Aim of the exercise:
Please take the records that follow and repeat exactly the lines starting with the line with "Environment Override Tests" and going on through the line with "fn test_env_override_applies(#[case] var: &str, #[case]".

---

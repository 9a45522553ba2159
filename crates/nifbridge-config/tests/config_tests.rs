//! Configuration loading and precedence tests

use nifbridge_config::{BridgeConfig, ConfigError, ConfigLoader, CONFIG_FILE_NAME};
use pretty_assertions::assert_eq;
use rstest::rstest;
use serial_test::serial;
use std::env;
use std::fs;
use std::path::{Path, PathBuf};
use tempfile::TempDir;

fn create_config_file(dir: &Path, content: &str) -> PathBuf {
    let config_path = dir.join(CONFIG_FILE_NAME);
    fs::write(&config_path, content).unwrap();
    config_path
}

/// Loader whose global layer points at a file that does not exist
fn isolated_loader(temp: &TempDir) -> ConfigLoader {
    ConfigLoader::with_global_path(temp.path().join("no-global.toml"))
}

// ============================================================================
// Config Loading Tests
// ============================================================================

#[test]
#[serial]
fn test_load_project_config_basic() {
    let temp_dir = TempDir::new().unwrap();
    let path = create_config_file(
        temp_dir.path(),
        r#"
[call]
env_capacity = 512
"#,
    );

    let loaded = isolated_loader(&temp_dir)
        .load_from_directory(temp_dir.path())
        .unwrap();

    assert_eq!(loaded.config.env_capacity(), 512);
    assert_eq!(loaded.source, Some(path));
}

#[test]
#[serial]
fn test_load_when_no_config_exists() {
    let temp_dir = TempDir::new().unwrap();

    let loaded = isolated_loader(&temp_dir)
        .load_from_directory(temp_dir.path())
        .unwrap();

    assert_eq!(loaded.source, None);
    assert_eq!(loaded.config, BridgeConfig::default());
}

#[test]
#[serial]
fn test_load_from_subdirectory_finds_parent() {
    let temp_dir = TempDir::new().unwrap();
    create_config_file(
        temp_dir.path(),
        r#"
[runtime]
worker_threads = 4
"#,
    );

    let nested = temp_dir.path().join("a").join("b");
    fs::create_dir_all(&nested).unwrap();

    let loaded = isolated_loader(&temp_dir)
        .load_from_directory(&nested)
        .unwrap();

    assert_eq!(loaded.config.worker_threads(), 4);
}

#[test]
#[serial]
fn test_project_overrides_global() {
    let temp_dir = TempDir::new().unwrap();
    let global = temp_dir.path().join("global.toml");
    fs::write(
        &global,
        r#"
[call]
env_capacity = 64
initial_reserve = 2

[logging]
filter = "nifbridge=warn"
"#,
    )
    .unwrap();

    let project = temp_dir.path().join("project");
    fs::create_dir_all(&project).unwrap();
    create_config_file(
        &project,
        r#"
[call]
env_capacity = 128
"#,
    );

    let loaded = ConfigLoader::with_global_path(&global)
        .load_from_directory(&project)
        .unwrap();

    assert_eq!(loaded.config.env_capacity(), 128);
    assert_eq!(loaded.config.initial_reserve(), 2);
    assert_eq!(loaded.config.log_filter(), "nifbridge=warn");
}

#[test]
#[serial]
fn test_load_from_missing_file() {
    let temp_dir = TempDir::new().unwrap();
    let missing = temp_dir.path().join("missing.toml");

    let result = isolated_loader(&temp_dir).load_from_file(&missing);
    assert!(matches!(result, Err(ConfigError::NotFound(_))));
}

#[test]
#[serial]
fn test_invalid_toml_reports_file() {
    let temp_dir = TempDir::new().unwrap();
    let path = create_config_file(temp_dir.path(), "[call\nenv_capacity = ");

    match isolated_loader(&temp_dir).load_from_file(&path) {
        Err(ConfigError::TomlParseError { file, .. }) => assert_eq!(file, path),
        other => panic!("expected TomlParseError, got {:?}", other),
    }
}

// ============================================================================
// Environment Override Tests
// ============================================================================

#[rstest]
#[case("NIFBRIDGE_ENV_CAPACITY", "2048")]
#[case("NIFBRIDGE_WORKER_THREADS", "6")]
#[case("NIFBRIDGE_LOG", "nifbridge=trace")]
#[serial]
fn test_env_override_applies(#[case] var: &str, #[case] value: &str) {
    let temp_dir = TempDir::new().unwrap();
    create_config_file(temp_dir.path(), "");

    env::set_var(var, value);
    let loaded = isolated_loader(&temp_dir).load_from_directory(temp_dir.path());
    env::remove_var(var);
    let config = loaded.unwrap().config;

    match var {
        "NIFBRIDGE_ENV_CAPACITY" => assert_eq!(config.env_capacity(), 2048),
        "NIFBRIDGE_WORKER_THREADS" => assert_eq!(config.worker_threads(), 6),
        _ => assert_eq!(config.log_filter(), "nifbridge=trace"),
    }
}

#[test]
#[serial]
fn test_env_override_beats_project() {
    let temp_dir = TempDir::new().unwrap();
    create_config_file(
        temp_dir.path(),
        r#"
[call]
env_capacity = 10
"#,
    );

    env::set_var("NIFBRIDGE_ENV_CAPACITY", "20");
    let loaded = isolated_loader(&temp_dir).load_from_directory(temp_dir.path());
    env::remove_var("NIFBRIDGE_ENV_CAPACITY");

    assert_eq!(loaded.unwrap().config.env_capacity(), 20);
}

#[test]
#[serial]
fn test_env_override_is_validated() {
    let temp_dir = TempDir::new().unwrap();

    env::set_var("NIFBRIDGE_WORKER_THREADS", "0");
    let loaded = isolated_loader(&temp_dir).load_from_directory(temp_dir.path());
    env::remove_var("NIFBRIDGE_WORKER_THREADS");

    assert!(matches!(loaded, Err(ConfigError::InvalidValue { .. })));
}

#[test]
#[serial]
fn test_env_override_rejects_non_numeric() {
    let temp_dir = TempDir::new().unwrap();

    env::set_var("NIFBRIDGE_ENV_CAPACITY", "plenty");
    let loaded = isolated_loader(&temp_dir).load_from_directory(temp_dir.path());
    env::remove_var("NIFBRIDGE_ENV_CAPACITY");

    match loaded {
        Err(ConfigError::InvalidValue { field, .. }) => {
            assert_eq!(field, "NIFBRIDGE_ENV_CAPACITY")
        }
        other => panic!("expected InvalidValue, got {:?}", other),
    }
}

---

Answer area:
// Environment Override Tests
// ============================================================================

#[rstest]
#[case("NIFBRIDGE_ENV_CAPACITY", "2048")]
#[case("NIFBRIDGE_WORKER_THREADS", "6")]
#[case("NIFBRIDGE_LOG", "nifbridge=trace")]
#[serial]
fn test_env_override_applies(#[case] var: &str, #[case] value: &str) {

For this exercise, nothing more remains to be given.